Collected data
^^^^^^^^^^^^^^^^

//! CLI command definitions
//!
//! Helix work items invoke the runner with single-dash long flags
//! (`-wrapper`, `-scenario`). Those are rewritten to their `--` form before
//! clap sees them.

use clap::{Args, Parser, Subcommand};
use std::ffi::OsString;
use std::path::PathBuf;

use crate::common::config::SCENARIO_FILE_VAR;
use crate::common::Platform;
use crate::scenario::DEFAULT_SCENARIO;

/// Long flags accepted with a single dash
const SINGLE_DASH_FLAGS: &[&str] = &["-wrapper", "-scenario", "-config"];

#[derive(Parser, Debug)]
#[command(
    name = "runtest-helix",
    about = "Run an xunit test wrapper under a runtime stress scenario"
)]
#[command(version, long_about = None, subcommand_negates_reqs = true)]
pub struct Cli {
    #[command(subcommand)]
    pub command: Option<Commands>,

    #[command(flatten)]
    pub run: RunArgs,

    /// Extra scenario file (TOML)
    #[arg(long, global = true, env = SCENARIO_FILE_VAR)]
    pub config: Option<PathBuf>,
}

/// Arguments for running a wrapper
#[derive(Args, Debug)]
pub struct RunArgs {
    /// Test wrapper, relative to HELIX_WORKITEM_PAYLOAD
    #[arg(long, required = true)]
    pub wrapper: Option<PathBuf>,

    /// Scenario to run under
    #[arg(long, default_value = DEFAULT_SCENARIO)]
    pub scenario: String,
}

#[derive(Subcommand, Debug)]
pub enum Commands {
    /// List known scenarios and their overrides
    List {
        /// Output as JSON
        #[arg(long)]
        json: bool,
    },

    /// Print the environment script a scenario would produce
    Env {
        /// Scenario name
        scenario: String,

        /// Script flavor: unix or windows (default: current host)
        #[arg(long)]
        platform: Option<Platform>,
    },
}

/// Rewrite single-dash long flags to the `--` form clap expects
pub fn normalize_args<I>(args: I) -> Vec<OsString>
where
    I: IntoIterator<Item = OsString>,
{
    args.into_iter()
        .enumerate()
        .map(|(i, arg)| match arg.to_str() {
            Some(flag) if i > 0 && SINGLE_DASH_FLAGS.contains(&flag) => {
                OsString::from(format!("-{flag}"))
            }
            _ => arg,
        })
        .collect()
}
//! CLI command handling
//!
//! Resolves the registry, the payload directories and the platform, then hands
//! off to the scenario runner or prints registry contents.

use std::path::Path;

use colored::Colorize;

use crate::commands::Commands;
use crate::common::config::{PayloadDirs, ScenarioFile};
use crate::common::{Platform, Result};
use crate::runner::{env_file, ScenarioRunner};
use crate::scenario::ScenarioRegistry;

/// Built-in scenarios plus those of the optional scenario file
pub fn load_registry(config: Option<&Path>) -> Result<ScenarioRegistry> {
    let mut registry = ScenarioRegistry::builtin()?;
    if let Some(path) = config {
        tracing::debug!(path = %path.display(), "loading scenario file");
        registry.extend_from_file(&ScenarioFile::load(path)?)?;
    }
    Ok(registry)
}

/// Run `wrapper` under `scenario` and return the exit code to report
///
/// Checks happen in a fixed order: host platform, scenario name, then the
/// payload variables. Nothing is written or spawned until all pass.
pub async fn run(wrapper: &Path, scenario: &str, config: Option<&Path>) -> Result<i32> {
    let platform = Platform::current()?;
    let registry = load_registry(config)?;
    let bundle = registry.lookup(scenario)?;
    let payload = PayloadDirs::from_env()?;

    let wrapper = payload.wrapper_path(wrapper);
    let runner = ScenarioRunner::configure(bundle, &payload.correlation, platform)?;
    runner.run(&wrapper).await
}

/// Dispatch an inspection subcommand
pub async fn dispatch(command: Commands, config: Option<&Path>) -> Result<()> {
    let registry = load_registry(config)?;

    match command {
        Commands::List { json } => {
            if json {
                let scenarios: Vec<_> = registry.iter().collect();
                println!("{}", serde_json::to_string_pretty(&scenarios)?);
                return Ok(());
            }

            for bundle in registry.iter() {
                println!("{}", bundle.name().bold());
                if bundle.overrides().is_empty() {
                    println!("  {}", "(no overrides)".dimmed());
                }
                for (name, value) in bundle.overrides().iter() {
                    println!("  {}={}", name.cyan(), value);
                }
            }
            Ok(())
        }

        Commands::Env { scenario, platform } => {
            let platform = match platform {
                Some(platform) => platform,
                None => Platform::current()?,
            };
            let bundle = registry.lookup(&scenario)?;
            print!("{}", env_file::render(bundle.overrides(), platform));
            Ok(())
        }
    }
}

^^^^^^^^^^^^^^^^

## WHAT TO WORK ON
Extract every line of the records above that contains the word "derive".

## TASK RESPONSE
#[derive(Parser, Debug)]
#[derive(Args, Debug)]
#[derive(Subcommand, Debug)]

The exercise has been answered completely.